> **YOUR OBJECTIVE**
Replicate the data exactly, every line included.
(EXTRACTED DATA Opens)
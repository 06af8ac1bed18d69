use async_trait::async_trait;
use chrono::{SubsecRound, Utc};
use sqlx::MySqlPool;
use tracing::debug;

use super::{FuncionarioStore, StoreError, StoreResult};
use crate::model::funcionario::{
    Funcionario, FuncionarioChanges, FuncionarioResumo, NovoFuncionario,
};
use crate::utils::db_utils::{SqlValue, build_update_sql, execute_update, funcionario_assignments};

#[derive(Clone)]
pub struct MySqlFuncionarioStore {
    pool: MySqlPool,
}

impl MySqlFuncionarioStore {
    pub fn new(pool: MySqlPool) -> Self {
        Self { pool }
    }
}

#[async_trait]
impl FuncionarioStore for MySqlFuncionarioStore {
    async fn list(&self) -> StoreResult<Vec<FuncionarioResumo>> {
        let rows = sqlx::query_as::<_, FuncionarioResumo>(
            r#"
            SELECT id, nome, salario, email, created_at
            FROM funcionarios
            ORDER BY created_at DESC, id DESC
            "#,
        )
        .fetch_all(&self.pool)
        .await?;

        Ok(rows)
    }

    async fn find(&self, id: u64) -> StoreResult<Option<Funcionario>> {
        let row = sqlx::query_as::<_, Funcionario>(
            r#"
            SELECT id, nome, salario, email, created_at, updated_at
            FROM funcionarios
            WHERE id = ?
            "#,
        )
        .bind(id)
        .fetch_optional(&self.pool)
        .await?;

        Ok(row)
    }

    async fn email_taken(&self, email: &str, except_id: Option<u64>) -> StoreResult<bool> {
        let count = match except_id {
            Some(id) => {
                sqlx::query_scalar::<_, i64>(
                    "SELECT COUNT(*) FROM funcionarios WHERE email = ? AND id <> ?",
                )
                .bind(email)
                .bind(id)
                .fetch_one(&self.pool)
                .await?
            }
            None => {
                sqlx::query_scalar::<_, i64>("SELECT COUNT(*) FROM funcionarios WHERE email = ?")
                    .bind(email)
                    .fetch_one(&self.pool)
                    .await?
            }
        };

        Ok(count > 0)
    }

    async fn insert(&self, novo: NovoFuncionario) -> StoreResult<Funcionario> {
        let now = Utc::now().trunc_subsecs(0);

        let result = sqlx::query(
            r#"
            INSERT INTO funcionarios
            (nome, salario, email, created_at, updated_at)
            VALUES (?, ?, ?, ?, ?)
            "#,
        )
        .bind(&novo.nome)
        .bind(novo.salario)
        .bind(&novo.email)
        .bind(now)
        .bind(now)
        .execute(&self.pool)
        .await?;

        let id = result.last_insert_id();
        debug!(id, "Inserted funcionario");

        self.find(id)
            .await?
            .ok_or_else(|| StoreError::Database(format!("inserted row {id} could not be read back")))
    }

    async fn update(
        &self,
        id: u64,
        changes: FuncionarioChanges,
    ) -> StoreResult<Option<Funcionario>> {
        let mut assignments = funcionario_assignments(changes);
        if !assignments.is_empty() {
            assignments.push(("updated_at", SqlValue::DateTime(Utc::now().trunc_subsecs(0))));
        }

        if let Some(update) = build_update_sql("funcionarios", assignments, "id", id) {
            debug!(sql = %update.sql, id, "Updating funcionario");
            // MySQL reports unchanged rows as unaffected, so existence is checked by the read below.
            execute_update(&self.pool, update).await?;
        }

        self.find(id).await
    }

    async fn delete(&self, id: u64) -> StoreResult<bool> {
        let result = sqlx::query("DELETE FROM funcionarios WHERE id = ?")
            .bind(id)
            .execute(&self.pool)
            .await?;

        Ok(result.rows_affected() > 0)
    }
}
(EXTRACTED DATA Closes)
> **RESPONSE**
repository 06af8ac1bed18d69
use async_trait::async_trait;
use chrono::{SubsecRound, Utc};
use sqlx::MySqlPool;
use tracing::debug;

use super::{FuncionarioStore, StoreError, StoreResult};
use crate::model::funcionario::{
    Funcionario, FuncionarioChanges, FuncionarioResumo, NovoFuncionario,
};
use crate::utils::db_utils::{SqlValue, build_update_sql, execute_update, funcionario_assignments};

#[derive(Clone)]
pub struct MySqlFuncionarioStore {
    pool: MySqlPool,
}

impl MySqlFuncionarioStore {
    pub fn new(pool: MySqlPool) -> Self {
        Self { pool }
    }
}

#[async_trait]
impl FuncionarioStore for MySqlFuncionarioStore {
    async fn list(&self) -> StoreResult<Vec<FuncionarioResumo>> {
        let rows = sqlx::query_as::<_, FuncionarioResumo>(
            r#"
            SELECT id, nome, salario, email, created_at
            FROM funcionarios
            ORDER BY created_at DESC, id DESC
            "#,
        )
        .fetch_all(&self.pool)
        .await?;

        Ok(rows)
    }

    async fn find(&self, id: u64) -> StoreResult<Option<Funcionario>> {
        let row = sqlx::query_as::<_, Funcionario>(
            r#"
            SELECT id, nome, salario, email, created_at, updated_at
            FROM funcionarios
            WHERE id = ?
            "#,
        )
        .bind(id)
        .fetch_optional(&self.pool)
        .await?;

        Ok(row)
    }

    async fn email_taken(&self, email: &str, except_id: Option<u64>) -> StoreResult<bool> {
        let count = match except_id {
            Some(id) => {
                sqlx::query_scalar::<_, i64>(
                    "SELECT COUNT(*) FROM funcionarios WHERE email = ? AND id <> ?",
                )
                .bind(email)
                .bind(id)
                .fetch_one(&self.pool)
                .await?
            }
            None => {
                sqlx::query_scalar::<_, i64>("SELECT COUNT(*) FROM funcionarios WHERE email = ?")
                    .bind(email)
                    .fetch_one(&self.pool)
                    .await?
            }
        };

        Ok(count > 0)
    }

    async fn insert(&self, novo: NovoFuncionario) -> StoreResult<Funcionario> {
        let now = Utc::now().trunc_subsecs(0);

        let result = sqlx::query(
            r#"
            INSERT INTO funcionarios
            (nome, salario, email, created_at, updated_at)
            VALUES (?, ?, ?, ?, ?)
            "#,
        )
        .bind(&novo.nome)
        .bind(novo.salario)
        .bind(&novo.email)
        .bind(now)
        .bind(now)
        .execute(&self.pool)
        .await?;

        let id = result.last_insert_id();
        debug!(id, "Inserted funcionario");

        self.find(id)
            .await?
            .ok_or_else(|| StoreError::Database(format!("inserted row {id} could not be read back")))
    }

    async fn update(
        &self,
        id: u64,
        changes: FuncionarioChanges,
    ) -> StoreResult<Option<Funcionario>> {
        let mut assignments = funcionario_assignments(changes);
        if !assignments.is_empty() {
            assignments.push(("updated_at", SqlValue::DateTime(Utc::now().trunc_subsecs(0))));
        }

        if let Some(update) = build_update_sql("funcionarios", assignments, "id", id) {
            debug!(sql = %update.sql, id, "Updating funcionario");
            // MySQL reports unchanged rows as unaffected, so existence is checked by the read below.
            execute_update(&self.pool, update).await?;
        }

        self.find(id).await
    }

    async fn delete(&self, id: u64) -> StoreResult<bool> {
        let result = sqlx::query("DELETE FROM funcionarios WHERE id = ?")
            .bind(id)
            .execute(&self.pool)
            .await?;

        Ok(result.rows_affected() > 0)
    }
}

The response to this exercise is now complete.